Activity: Write out the following listing's lines from the one with "pub struct FrenchRepublican;" to the one with "let day_of_year = (temp % DAYS_PER_4_YEARS) / 4;", exactly, with both included and no others.

(Beginning of Given entries)

//! Conversions between calendar dates and serial day numbers.
//!
//! Every calendar maps `(year, month, day)` onto the same linear day count
//! (the serial day number, 1 being 24 November 4714 BC Gregorian). Inputs are
//! not validated up front: out-of-domain input converts to `0` and serial
//! day numbers at or before a calendar's epoch convert to `(0, 0, 0)`.
//!
//! The arithmetic is integer only. Gregorian and Julian years have no year
//! zero: 1 BC is `-1`.

use crate::consts::{
    DAYS_PER_4_YEARS, DAYS_PER_5_MONTHS, DAYS_PER_400_YEARS, FRENCH_DAYS_PER_MONTH,
    FRENCH_FIRST_VALID, FRENCH_LAST_VALID, FRENCH_MAX_YEAR, FRENCH_MONTHS, FRENCH_SDN_OFFSET,
    GREGORIAN_SDN_OFFSET, ISLAMIC_DAYS_PER_30_YEARS, ISLAMIC_DAYS_PER_YEAR, ISLAMIC_EPOCH,
    JULIAN_SDN_OFFSET, MAX_SDN, MIN_JULIAN_PERIOD_YEAR, PERSIAN_CYCLE_BASE_YEAR,
    PERSIAN_CYCLE_START, PERSIAN_CYCLE_YEARS, PERSIAN_DAYS_PER_CYCLE, PERSIAN_EPOCH,
    PERSIAN_LONG_HALF_DAYS, Sdn, YEAR_SHIFT,
};
use crate::types::CalendarKind;

/// `(0, 0, 0)`: no date
pub const NO_DATE: (i32, i32, i32) = (0, 0, 0);

/// A calendar that can be converted to and from serial day numbers.
///
/// Implementations are stateless, so a single instance is shared by every
/// caller through the [registry](crate::registry).
pub trait CalendarSystem: Send + Sync + std::fmt::Debug {
    /// Which calendar this is
    fn kind(&self) -> CalendarKind;

    /// Serial day number of a date, or `0` when the date is not representable.
    fn to_sdn(&self, year: i32, month: i32, day: i32) -> Sdn;

    /// `(year, month, day)` of a serial day number, or [`NO_DATE`] at or
    /// before the calendar's epoch.
    fn from_sdn(&self, sdn: Sdn) -> (i32, i32, i32);

    /// True when the date exists in this calendar, i.e. it converts to a
    /// serial day number and back unchanged.
    fn is_valid(&self, year: i32, month: i32, day: i32) -> bool {
        let sdn = self.to_sdn(year, month, day);
        sdn != 0 && self.from_sdn(sdn) == (year, month, day)
    }
}

/// Narrows a component that is in range by construction
pub(crate) fn narrow(value: i64) -> i32 {
    i32::try_from(value).unwrap_or_default()
}

/// Rejects the component ranges no month-based calendar accepts
const fn out_of_range(year: i32, month: i32, day: i32, months: i32) -> bool {
    year == 0 || month < 1 || month > months || day < 1 || day > 31
}

/// Proleptic Gregorian calendar
#[derive(Debug, Clone, Copy, Default)]
pub struct Gregorian;

impl CalendarSystem for Gregorian {
    fn kind(&self) -> CalendarKind {
        CalendarKind::Gregorian
    }

    fn to_sdn(&self, year: i32, month: i32, day: i32) -> Sdn {
        if year < MIN_JULIAN_PERIOD_YEAR || out_of_range(year, month, day, 12) {
            return 0;
        }
        let (year, month) = march_based(year, month);
        let sdn = (year / 100) * DAYS_PER_400_YEARS / 4
            + (year % 100) * DAYS_PER_4_YEARS / 4
            + (month * DAYS_PER_5_MONTHS + 2) / 5
            + Sdn::from(day)
            - GREGORIAN_SDN_OFFSET;
        sdn.max(0)
    }

    fn from_sdn(&self, sdn: Sdn) -> (i32, i32, i32) {
        if sdn <= 0 || sdn > MAX_SDN {
            return NO_DATE;
        }
        let temp = (sdn + GREGORIAN_SDN_OFFSET) * 4 - 1;

        let century = temp / DAYS_PER_400_YEARS;
        let temp = ((temp % DAYS_PER_400_YEARS) / 4) * 4 + 3;
        let year = century * 100 + temp / DAYS_PER_4_YEARS;
        let day_of_year = (temp % DAYS_PER_4_YEARS) / 4 + 1;

        from_march_based(year, day_of_year)
    }
}

/// Proleptic Julian calendar
#[derive(Debug, Clone, Copy, Default)]
pub struct Julian;

impl CalendarSystem for Julian {
    fn kind(&self) -> CalendarKind {
        CalendarKind::Julian
    }

    fn to_sdn(&self, year: i32, month: i32, day: i32) -> Sdn {
        if year < MIN_JULIAN_PERIOD_YEAR || out_of_range(year, month, day, 12) {
            return 0;
        }
        let (year, month) = march_based(year, month);
        let sdn = year * DAYS_PER_4_YEARS / 4 + (month * DAYS_PER_5_MONTHS + 2) / 5
            + Sdn::from(day)
            - JULIAN_SDN_OFFSET;
        sdn.max(0)
    }

    fn from_sdn(&self, sdn: Sdn) -> (i32, i32, i32) {
        if sdn <= 0 || sdn > MAX_SDN {
            return NO_DATE;
        }
        let temp = (sdn + JULIAN_SDN_OFFSET - 1) * 4 + 3;
        let year = temp / DAYS_PER_4_YEARS;
        let day_of_year = (temp % DAYS_PER_4_YEARS) / 4 + 1;

        from_march_based(year, day_of_year)
    }
}

/// Shifts a date onto a year that starts in March, counted from 4800 BC
fn march_based(year: i32, month: i32) -> (i64, i64) {
    let mut year = i64::from(year) + if year < 0 { YEAR_SHIFT + 1 } else { YEAR_SHIFT };
    let mut month = i64::from(month);
    if month > 2 {
        month -= 3;
    } else {
        month += 9;
        year -= 1;
    }
    (year, month)
}

/// Inverse of [`march_based`] given the day within the March-based year
fn from_march_based(year: i64, day_of_year: i64) -> (i32, i32, i32) {
    let temp = day_of_year * 5 - 3;
    let mut month = temp / DAYS_PER_5_MONTHS;
    let day = (temp % DAYS_PER_5_MONTHS) / 5 + 1;

    let mut year = year;
    if month < 10 {
        month += 3;
    } else {
        year += 1;
        month -= 9;
    }

    year -= YEAR_SHIFT;
    if year <= 0 {
        year -= 1;
    }
    (narrow(year), narrow(month), narrow(day))
}

/// French Republican calendar, in use from year I to year XIV.
///
/// Month 13 holds the five or six complementary days.
#[derive(Debug, Clone, Copy, Default)]
pub struct FrenchRepublican;

impl CalendarSystem for FrenchRepublican {
    fn kind(&self) -> CalendarKind {
        CalendarKind::FrenchRepublican
    }

    fn to_sdn(&self, year: i32, month: i32, day: i32) -> Sdn {
        if !(1..=FRENCH_MAX_YEAR).contains(&year)
            || !(1..=FRENCH_MONTHS).contains(&month)
            || !(1..=30).contains(&day)
        {
            return 0;
        }
        Sdn::from(year) * DAYS_PER_4_YEARS / 4
            + Sdn::from(month - 1) * FRENCH_DAYS_PER_MONTH
            + Sdn::from(day)
            + FRENCH_SDN_OFFSET
    }

    fn from_sdn(&self, sdn: Sdn) -> (i32, i32, i32) {
        if !(FRENCH_FIRST_VALID..=FRENCH_LAST_VALID).contains(&sdn) {
            return NO_DATE;
        }
        let temp = (sdn - FRENCH_SDN_OFFSET) * 4 - 1;
        let year = temp / DAYS_PER_4_YEARS;
        let day_of_year = (temp % DAYS_PER_4_YEARS) / 4;
        let month = day_of_year / FRENCH_DAYS_PER_MONTH + 1;
        let day = day_of_year % FRENCH_DAYS_PER_MONTH + 1;
        (narrow(year), narrow(month), narrow(day))
    }
}

/// Arithmetic Persian (Solar Hijri) calendar using the 2820 year cycle.
#[derive(Debug, Clone, Copy, Default)]
pub struct Persian;

impl CalendarSystem for Persian {
    fn kind(&self) -> CalendarKind {
        CalendarKind::Persian
    }

    fn to_sdn(&self, year: i32, month: i32, day: i32) -> Sdn {
        if out_of_range(year, month, day, 12) {
            return 0;
        }
        let year = i64::from(year);
        let epoch_base = if year >= 0 {
            year - PERSIAN_CYCLE_BASE_YEAR
        } else {
            year - PERSIAN_CYCLE_BASE_YEAR + 1
        };
        let epoch_year = PERSIAN_CYCLE_BASE_YEAR + epoch_base.rem_euclid(PERSIAN_CYCLE_YEARS);
        let month = i64::from(month);
        let month_days = if month <= 7 {
            (month - 1) * 31
        } else {
            (month - 1) * 30 + 6
        };

        Sdn::from(day)
            + month_days
            + (epoch_year * 682 - 110).div_euclid(2816)
            + (epoch_year - 1) * 365
            + epoch_base.div_euclid(PERSIAN_CYCLE_YEARS) * PERSIAN_DAYS_PER_CYCLE
            + PERSIAN_EPOCH
    }

    fn from_sdn(&self, sdn: Sdn) -> (i32, i32, i32) {
        if sdn <= PERSIAN_EPOCH || sdn > MAX_SDN {
            return NO_DATE;
        }
        let days = sdn - PERSIAN_CYCLE_START;
        let cycle = days.div_euclid(PERSIAN_DAYS_PER_CYCLE);
        let day_in_cycle = days.rem_euclid(PERSIAN_DAYS_PER_CYCLE);
        let year_in_cycle = if day_in_cycle == PERSIAN_DAYS_PER_CYCLE - 1 {
            PERSIAN_CYCLE_YEARS
        } else {
            let aux1 = day_in_cycle / 366;
            let aux2 = day_in_cycle % 366;
            (2134 * aux1 + 2816 * aux2 + 2815) / 1_028_522 + aux1 + 1
        };
        let mut year = year_in_cycle + PERSIAN_CYCLE_YEARS * cycle + PERSIAN_CYCLE_BASE_YEAR;
        if year <= 0 {
            year -= 1;
        }
        let year = narrow(year);

        let day_of_year = sdn - self.to_sdn(year, 1, 1) + 1;
        let month = if day_of_year <= PERSIAN_LONG_HALF_DAYS {
            ceil_div(day_of_year, 31)
        } else {
            ceil_div(day_of_year - 6, 30)
        };
        let month = narrow(month);
        let day = sdn - self.to_sdn(year, month, 1) + 1;
        (year, month, narrow(day))
    }
}

/// Arithmetic (tabular civil) Islamic calendar.
#[derive(Debug, Clone, Copy, Default)]
pub struct Islamic;

impl CalendarSystem for Islamic {
    fn kind(&self) -> CalendarKind {
        CalendarKind::Islamic
    }

    fn to_sdn(&self, year: i32, month: i32, day: i32) -> Sdn {
        if year < 1 || out_of_range(year, month, day, 12) || day > 30 {
            return 0;
        }
        let year = i64::from(year);
        // ceil(29.5 * (month - 1))
        let month_days = (59 * i64::from(month - 1) + 1) / 2;
        Sdn::from(day)
            + month_days
            + (year - 1) * ISLAMIC_DAYS_PER_YEAR
            + (3 + 11 * year) / 30
            + ISLAMIC_EPOCH
    }

    fn from_sdn(&self, sdn: Sdn) -> (i32, i32, i32) {
        if sdn <= ISLAMIC_EPOCH || sdn > MAX_SDN {
            return NO_DATE;
        }
        let days = sdn - ISLAMIC_EPOCH - 1;
        let year = narrow((30 * days + 10_646) / ISLAMIC_DAYS_PER_30_YEARS);
        // ceil((sdn - (29 + new_year)) / 29.5) + 1, capped at 12
        let after_first_month = sdn - 29 - self.to_sdn(year, 1, 1);
        let month = (ceil_div(2 * after_first_month, 59) + 1).min(12);
        let month = narrow(month);
        let day = sdn - self.to_sdn(year, month, 1) + 1;
        (year, month, narrow(day))
    }
}

/// Ceiling division for a positive divisor
const fn ceil_div(numerator: i64, divisor: i64) -> i64 {
    -((-numerator).div_euclid(divisor))
}

#[cfg(test)]
mod tests {
    use super::*;

    #[test]
    fn test_gregorian_known_days() {
        struct TestCase {
            ymd:         (i32, i32, i32),
            sdn:         Sdn,
            description: &'static str,
        }

        let cases = [
            TestCase {
                ymd:         (2000, 1, 1),
                sdn:         2_451_545,
                description: "J2000 epoch",
            },
            TestCase {
                ymd:         (1582, 10, 15),
                sdn:         2_299_161,
                description: "first day of the Gregorian reform",
            },
            TestCase {
                ymd:         (1858, 11, 17),
                sdn:         2_400_001,
                description: "modified julian day zero",
            },
            TestCase {
                ymd:         (-4714, 11, 24),
                sdn:         0,
                description: "julian period start (day zero)",
            },
            TestCase {
                ymd:         (-4714, 11, 25),
                sdn:         1,
                description: "first encodable day",
            },
        ];

        for case in &cases {
            let (y, m, d) = case.ymd;
            assert_eq!(Gregorian.to_sdn(y, m, d), case.sdn, "{}", case.description);
        }
    }

    #[test]
    fn test_julian_matches_gregorian_reform() {
        assert_eq!(Julian.to_sdn(1582, 10, 5), Gregorian.to_sdn(1582, 10, 15));
        assert_eq!(Julian.from_sdn(2_299_161), (1582, 10, 5));
        assert_eq!(Julian.to_sdn(1, 1, 1), 1_721_424);
        assert_eq!(Julian.from_sdn(1_721_423), (-1, 12, 31));
    }

    #[test]
    fn test_no_year_zero() {
        assert_eq!(Gregorian.to_sdn(0, 1, 1), 0);
        assert_eq!(Gregorian.from_sdn(Gregorian.to_sdn(1, 1, 1) - 1), (-1, 12, 31));
    }

    #[test]
    fn test_gregorian_rejects_out_of_range() {
        assert_eq!(Gregorian.to_sdn(2000, 13, 1), 0);
        assert_eq!(Gregorian.to_sdn(2000, 0, 1), 0);
        assert_eq!(Gregorian.to_sdn(2000, 1, 32), 0);
        assert_eq!(Gregorian.to_sdn(-5000, 1, 1), 0);
        assert_eq!(Gregorian.from_sdn(0), NO_DATE);
        assert_eq!(Gregorian.from_sdn(-10), NO_DATE);
        assert_eq!(Gregorian.from_sdn(Sdn::MAX), NO_DATE);
    }

    #[test]
    fn test_is_valid_leap_days() {
        assert!(Gregorian.is_valid(2000, 2, 29));
        assert!(!Gregorian.is_valid(1900, 2, 29));
        assert!(Julian.is_valid(1900, 2, 29));
        assert!(!Gregorian.is_valid(2001, 4, 31));
    }

    #[test]
    fn test_french_republican() {
        assert_eq!(FrenchRepublican.to_sdn(1, 1, 1), FRENCH_FIRST_VALID);
        assert_eq!(FrenchRepublican.to_sdn(1, 1, 1), Gregorian.to_sdn(1792, 9, 22));
        assert_eq!(FrenchRepublican.to_sdn(14, 13, 5), FRENCH_LAST_VALID);
        assert_eq!(FrenchRepublican.from_sdn(FRENCH_FIRST_VALID - 1), NO_DATE);
        assert_eq!(FrenchRepublican.from_sdn(FRENCH_LAST_VALID + 1), NO_DATE);
        // 18 Brumaire VIII
        assert_eq!(
            FrenchRepublican.from_sdn(Gregorian.to_sdn(1799, 11, 9)),
            (8, 2, 18)
        );
        // year III is a leap year with six complementary days
        assert!(FrenchRepublican.is_valid(3, 13, 6));
        assert!(!FrenchRepublican.is_valid(4, 13, 6));
        assert_eq!(FrenchRepublican.to_sdn(15, 1, 1), 0);
        assert_eq!(FrenchRepublican.to_sdn(1, 14, 1), 0);
    }

    #[test]
    fn test_persian() {
        assert_eq!(Persian.to_sdn(1, 1, 1), PERSIAN_EPOCH + 1);
        assert_eq!(Persian.to_sdn(1, 1, 1), Julian.to_sdn(622, 3, 19));
        assert_eq!(Persian.from_sdn(PERSIAN_EPOCH), NO_DATE);
        // Nowruz 1403
        assert_eq!(Persian.to_sdn(1403, 1, 1), Gregorian.to_sdn(2024, 3, 20));
        assert_eq!(Persian.from_sdn(Gregorian.to_sdn(2024, 3, 20)), (1403, 1, 1));
        assert!(Persian.is_valid(1403, 6, 31));
        assert!(!Persian.is_valid(1403, 7, 31));
    }

    #[test]
    fn test_islamic() {
        assert_eq!(Islamic.to_sdn(1, 1, 1), ISLAMIC_EPOCH + 1);
        assert_eq!(Islamic.to_sdn(1, 1, 1), Julian.to_sdn(622, 7, 16));
        assert_eq!(Islamic.from_sdn(ISLAMIC_EPOCH), NO_DATE);
        assert_eq!(Islamic.from_sdn(ISLAMIC_EPOCH + 1), (1, 1, 1));
        // year 2 is the first leap year of the cycle
        let new_year_2 = Islamic.to_sdn(2, 1, 1);
        assert_eq!(Islamic.from_sdn(new_year_2 - 1), (1, 12, 29));
        assert_eq!(Islamic.from_sdn(new_year_2), (2, 1, 1));
        assert_eq!(Islamic.to_sdn(3, 1, 1) - new_year_2, 355);
        // Muharram has 30 days, Safar 29
        assert!(Islamic.is_valid(1445, 1, 30));
        assert!(!Islamic.is_valid(1445, 2, 30));
        assert_eq!(Islamic.to_sdn(0, 1, 1), 0);
        assert_eq!(Islamic.to_sdn(1445, 1, 31), 0);
    }

    #[test]
    fn test_sdn_sweep_round_trip() {
        let calendars: [&dyn CalendarSystem; 4] = [&Gregorian, &Julian, &Persian, &Islamic];
        let start = Gregorian.to_sdn(1890, 1, 1);
        for calendar in calendars {
            for sdn in start..start + 3 * 366 {
                let (y, m, d) = calendar.from_sdn(sdn);
                assert_eq!(
                    calendar.to_sdn(y, m, d),
                    sdn,
                    "{:?}: sdn {sdn} decoded to {y}-{m}-{d}",
                    calendar.kind()
                );
            }
        }
    }
}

(End of Given entries)

Finished exercise:
pub struct FrenchRepublican;

impl CalendarSystem for FrenchRepublican {
    fn kind(&self) -> CalendarKind {
        CalendarKind::FrenchRepublican
    }

    fn to_sdn(&self, year: i32, month: i32, day: i32) -> Sdn {
        if !(1..=FRENCH_MAX_YEAR).contains(&year)
            || !(1..=FRENCH_MONTHS).contains(&month)
            || !(1..=30).contains(&day)
        {
            return 0;
        }
        Sdn::from(year) * DAYS_PER_4_YEARS / 4
            + Sdn::from(month - 1) * FRENCH_DAYS_PER_MONTH
            + Sdn::from(day)
            + FRENCH_SDN_OFFSET
    }

    fn from_sdn(&self, sdn: Sdn) -> (i32, i32, i32) {
        if !(FRENCH_FIRST_VALID..=FRENCH_LAST_VALID).contains(&sdn) {
            return NO_DATE;
        }
        let temp = (sdn - FRENCH_SDN_OFFSET) * 4 - 1;
        let year = temp / DAYS_PER_4_YEARS;
        let day_of_year = (temp % DAYS_PER_4_YEARS) / 4;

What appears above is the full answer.